What is needed: Where does "names" appear in the data? Return each line that holds it.

Provided data:
#####
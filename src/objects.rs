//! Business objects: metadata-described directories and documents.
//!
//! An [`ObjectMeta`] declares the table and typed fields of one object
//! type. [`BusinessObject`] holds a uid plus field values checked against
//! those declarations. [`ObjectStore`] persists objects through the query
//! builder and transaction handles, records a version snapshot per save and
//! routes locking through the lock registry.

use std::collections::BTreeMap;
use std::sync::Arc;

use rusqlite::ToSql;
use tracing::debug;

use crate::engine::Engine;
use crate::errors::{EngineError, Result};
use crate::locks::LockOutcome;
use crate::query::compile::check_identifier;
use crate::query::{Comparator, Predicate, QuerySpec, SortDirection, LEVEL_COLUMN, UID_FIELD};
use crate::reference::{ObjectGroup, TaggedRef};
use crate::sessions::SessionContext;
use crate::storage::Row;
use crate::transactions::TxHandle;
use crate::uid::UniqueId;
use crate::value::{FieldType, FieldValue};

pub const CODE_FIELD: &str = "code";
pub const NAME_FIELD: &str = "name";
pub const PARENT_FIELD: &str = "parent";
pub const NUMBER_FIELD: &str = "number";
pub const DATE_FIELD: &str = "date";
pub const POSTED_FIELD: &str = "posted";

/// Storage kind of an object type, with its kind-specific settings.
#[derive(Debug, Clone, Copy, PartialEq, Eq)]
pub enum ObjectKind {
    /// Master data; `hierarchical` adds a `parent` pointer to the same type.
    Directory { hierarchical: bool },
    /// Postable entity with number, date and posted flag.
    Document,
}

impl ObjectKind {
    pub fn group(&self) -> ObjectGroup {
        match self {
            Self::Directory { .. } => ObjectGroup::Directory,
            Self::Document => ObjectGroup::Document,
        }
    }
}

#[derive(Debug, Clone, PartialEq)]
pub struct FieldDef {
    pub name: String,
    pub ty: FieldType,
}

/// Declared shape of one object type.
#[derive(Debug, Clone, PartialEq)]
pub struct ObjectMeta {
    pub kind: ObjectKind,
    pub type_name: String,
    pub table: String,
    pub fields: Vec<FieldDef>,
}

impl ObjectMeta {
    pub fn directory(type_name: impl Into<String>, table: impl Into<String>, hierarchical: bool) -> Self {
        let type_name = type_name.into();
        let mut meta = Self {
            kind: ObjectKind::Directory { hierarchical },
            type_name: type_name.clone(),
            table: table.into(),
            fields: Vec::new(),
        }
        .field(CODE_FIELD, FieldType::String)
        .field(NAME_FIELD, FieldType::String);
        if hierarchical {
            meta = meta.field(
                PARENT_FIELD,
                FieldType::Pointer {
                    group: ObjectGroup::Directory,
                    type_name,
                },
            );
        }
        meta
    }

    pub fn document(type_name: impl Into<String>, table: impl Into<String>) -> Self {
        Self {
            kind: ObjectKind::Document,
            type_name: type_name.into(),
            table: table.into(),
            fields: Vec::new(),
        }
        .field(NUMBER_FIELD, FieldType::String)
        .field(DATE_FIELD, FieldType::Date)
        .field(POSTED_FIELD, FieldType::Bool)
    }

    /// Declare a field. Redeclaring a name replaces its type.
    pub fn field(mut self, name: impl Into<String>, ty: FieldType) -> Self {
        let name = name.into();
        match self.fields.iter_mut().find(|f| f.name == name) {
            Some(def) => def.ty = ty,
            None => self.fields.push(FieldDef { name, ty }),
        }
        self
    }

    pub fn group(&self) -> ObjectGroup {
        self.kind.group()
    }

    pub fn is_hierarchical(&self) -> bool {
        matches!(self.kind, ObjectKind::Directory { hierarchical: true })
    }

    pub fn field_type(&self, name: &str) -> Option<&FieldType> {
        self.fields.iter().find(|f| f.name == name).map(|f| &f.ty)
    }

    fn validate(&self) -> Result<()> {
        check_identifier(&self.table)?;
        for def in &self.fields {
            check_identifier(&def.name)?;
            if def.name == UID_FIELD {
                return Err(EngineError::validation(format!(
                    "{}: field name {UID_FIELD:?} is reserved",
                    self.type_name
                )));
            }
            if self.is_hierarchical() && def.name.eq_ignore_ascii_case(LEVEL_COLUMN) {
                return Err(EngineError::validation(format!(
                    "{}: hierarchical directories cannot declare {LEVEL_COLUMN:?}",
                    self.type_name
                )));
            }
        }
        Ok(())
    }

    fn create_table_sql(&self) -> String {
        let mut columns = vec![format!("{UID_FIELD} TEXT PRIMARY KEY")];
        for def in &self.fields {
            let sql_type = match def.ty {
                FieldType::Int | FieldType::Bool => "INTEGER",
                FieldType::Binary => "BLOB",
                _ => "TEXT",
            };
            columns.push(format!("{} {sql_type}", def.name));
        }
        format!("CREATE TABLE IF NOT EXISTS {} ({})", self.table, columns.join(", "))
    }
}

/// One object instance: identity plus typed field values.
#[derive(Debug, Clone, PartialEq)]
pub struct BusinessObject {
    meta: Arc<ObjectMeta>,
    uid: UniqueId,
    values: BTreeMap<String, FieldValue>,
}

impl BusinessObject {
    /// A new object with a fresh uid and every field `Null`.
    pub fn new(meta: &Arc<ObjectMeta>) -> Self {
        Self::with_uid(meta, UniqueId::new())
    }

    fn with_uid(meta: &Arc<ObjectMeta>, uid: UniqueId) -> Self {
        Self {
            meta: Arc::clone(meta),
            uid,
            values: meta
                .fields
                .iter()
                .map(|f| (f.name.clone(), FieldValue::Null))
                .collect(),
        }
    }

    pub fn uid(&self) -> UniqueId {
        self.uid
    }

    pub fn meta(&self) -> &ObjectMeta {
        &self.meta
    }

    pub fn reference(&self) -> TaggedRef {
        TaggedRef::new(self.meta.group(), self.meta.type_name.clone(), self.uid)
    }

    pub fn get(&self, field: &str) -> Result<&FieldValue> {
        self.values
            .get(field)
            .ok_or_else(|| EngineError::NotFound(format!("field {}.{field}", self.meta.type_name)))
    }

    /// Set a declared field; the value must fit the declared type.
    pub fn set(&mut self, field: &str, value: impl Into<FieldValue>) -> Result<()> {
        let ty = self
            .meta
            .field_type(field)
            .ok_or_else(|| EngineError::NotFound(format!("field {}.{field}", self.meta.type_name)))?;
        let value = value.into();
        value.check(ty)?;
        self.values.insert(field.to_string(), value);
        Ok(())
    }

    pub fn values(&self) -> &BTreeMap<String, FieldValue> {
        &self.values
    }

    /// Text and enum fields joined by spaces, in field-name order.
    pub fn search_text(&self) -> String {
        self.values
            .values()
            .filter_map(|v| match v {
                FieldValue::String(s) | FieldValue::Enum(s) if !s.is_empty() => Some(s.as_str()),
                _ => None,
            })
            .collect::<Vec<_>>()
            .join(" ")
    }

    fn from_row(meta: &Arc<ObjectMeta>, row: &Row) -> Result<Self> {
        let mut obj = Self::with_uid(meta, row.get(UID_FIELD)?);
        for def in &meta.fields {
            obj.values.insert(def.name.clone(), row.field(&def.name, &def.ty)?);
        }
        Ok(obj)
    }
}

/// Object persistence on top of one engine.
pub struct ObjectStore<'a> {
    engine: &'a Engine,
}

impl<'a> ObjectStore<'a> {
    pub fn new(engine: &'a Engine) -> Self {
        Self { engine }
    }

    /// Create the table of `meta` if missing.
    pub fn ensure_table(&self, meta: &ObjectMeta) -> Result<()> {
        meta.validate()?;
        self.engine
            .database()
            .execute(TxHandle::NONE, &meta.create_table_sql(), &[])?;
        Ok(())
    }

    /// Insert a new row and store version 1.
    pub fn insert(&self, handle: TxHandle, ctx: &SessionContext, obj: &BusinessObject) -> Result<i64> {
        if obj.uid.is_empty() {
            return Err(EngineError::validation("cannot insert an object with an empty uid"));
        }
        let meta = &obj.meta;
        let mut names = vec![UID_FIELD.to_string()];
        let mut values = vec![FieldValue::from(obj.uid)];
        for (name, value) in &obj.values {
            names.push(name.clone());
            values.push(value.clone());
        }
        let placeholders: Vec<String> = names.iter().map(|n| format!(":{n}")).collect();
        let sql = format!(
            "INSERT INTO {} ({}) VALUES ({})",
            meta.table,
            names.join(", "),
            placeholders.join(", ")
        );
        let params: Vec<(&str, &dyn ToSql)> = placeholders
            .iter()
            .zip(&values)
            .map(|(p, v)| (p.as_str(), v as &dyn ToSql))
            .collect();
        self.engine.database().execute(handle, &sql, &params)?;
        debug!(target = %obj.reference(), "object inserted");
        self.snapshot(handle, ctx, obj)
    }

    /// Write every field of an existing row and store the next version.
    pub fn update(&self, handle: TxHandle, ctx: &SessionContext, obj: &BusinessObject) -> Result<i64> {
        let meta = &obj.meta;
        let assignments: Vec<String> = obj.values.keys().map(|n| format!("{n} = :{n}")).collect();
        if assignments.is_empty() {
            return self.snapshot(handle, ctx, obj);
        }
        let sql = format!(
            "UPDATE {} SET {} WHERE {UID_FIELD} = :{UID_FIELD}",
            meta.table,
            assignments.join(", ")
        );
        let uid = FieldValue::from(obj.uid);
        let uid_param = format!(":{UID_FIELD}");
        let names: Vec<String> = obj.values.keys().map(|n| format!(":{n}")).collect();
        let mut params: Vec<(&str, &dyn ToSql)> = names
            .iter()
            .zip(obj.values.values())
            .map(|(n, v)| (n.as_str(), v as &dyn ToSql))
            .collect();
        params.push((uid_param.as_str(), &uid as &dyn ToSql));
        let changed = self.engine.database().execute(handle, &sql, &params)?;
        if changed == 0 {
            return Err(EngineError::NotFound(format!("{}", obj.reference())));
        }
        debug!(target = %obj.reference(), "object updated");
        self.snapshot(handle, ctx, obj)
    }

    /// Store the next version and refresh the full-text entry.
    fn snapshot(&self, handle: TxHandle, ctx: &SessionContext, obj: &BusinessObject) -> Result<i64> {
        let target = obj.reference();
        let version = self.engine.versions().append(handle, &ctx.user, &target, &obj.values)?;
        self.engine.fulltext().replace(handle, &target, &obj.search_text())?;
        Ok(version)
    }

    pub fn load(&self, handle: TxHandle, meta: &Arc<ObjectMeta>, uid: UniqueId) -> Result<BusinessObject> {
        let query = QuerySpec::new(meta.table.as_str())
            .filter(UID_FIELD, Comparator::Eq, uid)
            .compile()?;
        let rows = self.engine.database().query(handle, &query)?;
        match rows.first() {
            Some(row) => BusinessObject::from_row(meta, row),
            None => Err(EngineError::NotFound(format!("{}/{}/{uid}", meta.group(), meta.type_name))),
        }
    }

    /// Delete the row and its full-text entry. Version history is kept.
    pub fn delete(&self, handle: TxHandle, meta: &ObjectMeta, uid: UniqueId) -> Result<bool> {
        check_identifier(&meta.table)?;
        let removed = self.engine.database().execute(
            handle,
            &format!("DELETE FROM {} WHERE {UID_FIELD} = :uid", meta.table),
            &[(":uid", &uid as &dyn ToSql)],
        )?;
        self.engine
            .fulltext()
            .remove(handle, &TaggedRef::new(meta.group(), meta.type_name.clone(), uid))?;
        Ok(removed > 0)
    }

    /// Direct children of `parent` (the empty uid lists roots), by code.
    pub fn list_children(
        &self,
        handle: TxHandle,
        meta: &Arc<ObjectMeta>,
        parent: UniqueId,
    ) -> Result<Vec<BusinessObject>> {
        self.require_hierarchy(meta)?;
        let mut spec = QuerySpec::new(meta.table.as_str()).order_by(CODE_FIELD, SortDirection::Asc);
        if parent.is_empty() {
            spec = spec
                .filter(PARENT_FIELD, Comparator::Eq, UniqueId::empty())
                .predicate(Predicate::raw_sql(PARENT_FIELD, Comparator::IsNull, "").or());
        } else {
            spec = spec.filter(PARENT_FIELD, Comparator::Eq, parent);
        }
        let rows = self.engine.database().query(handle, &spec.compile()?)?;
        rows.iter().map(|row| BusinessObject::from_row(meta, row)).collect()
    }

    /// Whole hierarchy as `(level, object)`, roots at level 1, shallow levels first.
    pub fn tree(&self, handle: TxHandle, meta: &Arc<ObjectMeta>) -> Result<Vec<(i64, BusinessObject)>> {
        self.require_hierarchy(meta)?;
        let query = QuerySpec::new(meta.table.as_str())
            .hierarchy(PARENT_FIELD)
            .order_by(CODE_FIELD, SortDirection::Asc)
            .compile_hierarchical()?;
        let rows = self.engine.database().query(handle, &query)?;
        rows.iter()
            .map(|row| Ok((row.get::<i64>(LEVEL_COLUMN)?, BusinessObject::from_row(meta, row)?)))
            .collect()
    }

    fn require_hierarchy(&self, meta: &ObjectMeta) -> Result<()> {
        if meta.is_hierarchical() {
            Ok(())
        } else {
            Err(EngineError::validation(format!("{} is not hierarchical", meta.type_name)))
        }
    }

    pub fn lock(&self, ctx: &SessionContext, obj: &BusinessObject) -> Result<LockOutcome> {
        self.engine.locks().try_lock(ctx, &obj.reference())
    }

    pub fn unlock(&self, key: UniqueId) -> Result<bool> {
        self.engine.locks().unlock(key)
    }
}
#####
Answer for the task:
        let mut names = vec![UID_FIELD.to_string()];
            names.push(name.clone());
        let placeholders: Vec<String> = names.iter().map(|n| format!(":{n}")).collect();
            names.join(", "),
        let names: Vec<String> = obj.values.keys().map(|n| format!(":{n}")).collect();
        let mut params: Vec<(&str, &dyn ToSql)> = names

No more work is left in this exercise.